**DATA FOR ANALYSIS:**
pub mod chart;
mod styles;
pub mod table;
mod ui_config;
mod ui_text;
pub mod views;

pub(crate) use styles::UiStyleExt;

pub use ui_config::{UI_CONFIG, UI_TEXT};
pub use views::{AnalystView, LoadStatus, OverviewView, TopCoinsView};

**YOUR GOAL:** What is needed is a word-for-word copy of all the entries.

**ANSWER BOX:**
pub mod chart;
mod styles;
pub mod table;
mod ui_config;
mod ui_text;
pub mod views;

pub(crate) use styles::UiStyleExt;

pub use ui_config::{UI_CONFIG, UI_TEXT};
pub use views::{AnalystView, LoadStatus, OverviewView, TopCoinsView};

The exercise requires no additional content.